The Marietta group poses for a photo in the Badlands. The staff of Re-Member refer to this area as "the Sanctuary," and they allowed us time to silently reflect in this beautiful space. There were no other tourists in this part of the park.
|A typical home on the reservation.|
Members of our group worked on a skirting project for this particular home.Staff from Re-Member give instructions on how the skirting is prepared and installed, and us volunteers fill in to complete the work. By the end of the week, even the least experienced of us feel comfortable with a drill. Junior Maggie Watt and freshman Hollie Young are working on skirting insulation in the photo below.
Another group went out to Custer National Park to collect large tree trunks that were cleared from the trails. Back at Re-Member, another group chopped the wood that we brought back. Volunteers and Re-Member staff then deliver the wood to those families on the reservation that need it most in order to heat their homes. Junior Abby Romesberg is in the photo on the right, splitting wood.

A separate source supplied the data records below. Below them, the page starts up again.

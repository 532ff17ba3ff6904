//! Select conditions.
//!
//! Conditions are AND-combined equality, IN-list and NULL tests. There is no
//! general expression tree.

use crate::value::Value;
use std::collections::BTreeMap;

/// The literal sentinel that renders `IS NOT NULL` instead of binding a value.
pub const IS_NOT_NULL: &str = "IS NOT NULL";

/// A condition on one column.
///
/// Rendering rules:
/// - a falsy scalar (null, `""`, `"0"`, `0`, `0.0`) or an empty list: `IS NULL`
/// - a non-empty list: `IN (?, ...)`
/// - [`Filter::NotNull`] (or the text `"IS NOT NULL"`): `IS NOT NULL`
/// - any other scalar: `= ?`
#[derive(Debug, Clone, PartialEq)]
pub enum Filter {
    Eq(Value),
    In(Vec<Value>),
    NotNull,
}

impl Filter {
    pub fn eq(value: impl Into<Value>) -> Self {
        Filter::from(value.into())
    }

    pub fn in_list<T: Into<Value>>(values: impl IntoIterator<Item = T>) -> Self {
        Filter::In(values.into_iter().map(Into::into).collect())
    }

    pub fn is_null() -> Self {
        Filter::Eq(Value::Null)
    }

    pub fn not_null() -> Self {
        Filter::NotNull
    }

    /// True when this filter renders as `IS NULL`.
    pub fn is_null_test(&self) -> bool {
        match self {
            Filter::Eq(v) => v.is_falsy(),
            Filter::In(values) => values.is_empty(),
            Filter::NotNull => false,
        }
    }

    /// All values this filter compares against, as an IN-list.
    pub(crate) fn into_list(self) -> Vec<Value> {
        match self {
            Filter::Eq(v) => vec![v],
            Filter::In(values) => values,
            Filter::NotNull => Vec::new(),
        }
    }
}

impl From<Value> for Filter {
    fn from(value: Value) -> Self {
        match value {
            Value::Text(ref s) if s == IS_NOT_NULL => Filter::NotNull,
            other => Filter::Eq(other),
        }
    }
}

impl From<i64> for Filter {
    fn from(v: i64) -> Self {
        Filter::Eq(Value::Int(v))
    }
}

impl From<i32> for Filter {
    fn from(v: i32) -> Self {
        Filter::Eq(Value::from(v))
    }
}

impl From<f64> for Filter {
    fn from(v: f64) -> Self {
        Filter::Eq(Value::Float(v))
    }
}

impl From<&str> for Filter {
    fn from(v: &str) -> Self {
        Filter::from(Value::from(v))
    }
}

impl From<String> for Filter {
    fn from(v: String) -> Self {
        Filter::from(Value::Text(v))
    }
}

impl<T: Into<Value>> From<Vec<T>> for Filter {
    fn from(values: Vec<T>) -> Self {
        Filter::in_list(values)
    }
}

/// Ordered, AND-combined conditions keyed by column name.
#[derive(Debug, Clone, Default, PartialEq)]
pub struct Conditions(Vec<(String, Filter)>);

impl Conditions {
    pub fn new() -> Self {
        Self::default()
    }

    /// Add (or replace) the condition on `column`.
    pub fn and(mut self, column: impl Into<String>, filter: impl Into<Filter>) -> Self {
        self.insert(column, filter);
        self
    }

    pub fn insert(&mut self, column: impl Into<String>, filter: impl Into<Filter>) {
        let column = column.into();
        let filter = filter.into();
        match self.0.iter_mut().find(|(c, _)| *c == column) {
            Some((_, existing)) => *existing = filter,
            None => self.0.push((column, filter)),
        }
    }

    pub fn is_empty(&self) -> bool {
        self.0.is_empty()
    }

    pub fn len(&self) -> usize {
        self.0.len()
    }

    pub fn iter(&self) -> impl Iterator<Item = (&str, &Filter)> {
        self.0.iter().map(|(c, f)| (c.as_str(), f))
    }
}

impl IntoIterator for Conditions {
    type Item = (String, Filter);
    type IntoIter = std::vec::IntoIter<(String, Filter)>;

    fn into_iter(self) -> Self::IntoIter {
        self.0.into_iter()
    }
}

impl<K: Into<String>, F: Into<Filter>> FromIterator<(K, F)> for Conditions {
    fn from_iter<I: IntoIterator<Item = (K, F)>>(iter: I) -> Self {
        let mut conditions = Conditions::new();
        for (k, f) in iter {
            conditions.insert(k, f);
        }
        conditions
    }
}

impl From<BTreeMap<String, Value>> for Conditions {
    fn from(map: BTreeMap<String, Value>) -> Self {
        map.into_iter().collect()
    }
}

/// Sort direction for `ORDER BY`.
#[derive(Debug, Clone, Copy, PartialEq, Eq)]
pub enum Direction {
    Asc,
    Desc,
}

impl Direction {
    pub fn as_sql(self) -> &'static str {
        match self {
            Direction::Asc => "ASC",
            Direction::Desc => "DESC",
        }
    }

    /// Parse `ASC`/`DESC`; anything else means "engine default".
    pub fn parse(s: &str) -> Option<Self> {
        match s {
            "ASC" => Some(Direction::Asc),
            "DESC" => Some(Direction::Desc),
            _ => None,
        }
    }
}

#[cfg(test)]
mod tests {
    use super::*;

    #[test]
    fn sentinel_text_becomes_not_null() {
        assert_eq!(Filter::from("IS NOT NULL"), Filter::NotNull);
        assert_eq!(Filter::from("is not null"), Filter::Eq(Value::from("is not null")));
    }

    #[test]
    fn null_tests() {
        assert!(Filter::from(Vec::<i64>::new()).is_null_test());
        assert!(Filter::from("").is_null_test());
        assert!(Filter::from(0).is_null_test());
        assert!(!Filter::from(vec![0]).is_null_test());
        assert!(!Filter::NotNull.is_null_test());
    }

    #[test]
    fn later_condition_replaces_earlier() {
        let conditions = Conditions::new().and("status", "new").and("status", "done");
        assert_eq!(conditions.len(), 1);
        assert_eq!(
            conditions.iter().next(),
            Some(("status", &Filter::Eq(Value::from("done"))))
        );
    }

    #[test]
    fn direction_is_case_sensitive() {
        assert_eq!(Direction::parse("DESC"), Some(Direction::Desc));
        assert_eq!(Direction::parse("desc"), None);
    }
}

You may have been wondering about the title of this blog: Mitakuye Oyasin. Throughout the week, exposure to Lakota culture and tradition also exposed us to quite a bit of Lakota language. Mitakuye Oyasin is a phrase used at the end of Lakota prayers, sort of an "amen," so to speak. It means, roughly translated, "we are all related," and I think this phrase summarizes the Lakota culture and philosophy better than I ever can. These are a people from a society structured very differently from ours. Their world is centered on the family unit, with children viewed as sacred beings, elders as sources of wisdom, women as leaders, men as protectors. The world is sacred because it produces life, and is therefore respected and cared for. The humility, the compassion, the strength of community of the Lakota taught us all the value of ourselves, our relationships, and of one another. We learned that all of us - as a part of this world's creation - are related. And despite a long history of pain, we all possess the ability to begin to heal some of the harm we've done to our brothers and sisters, with whom we share this world. Mitakuye Oysin.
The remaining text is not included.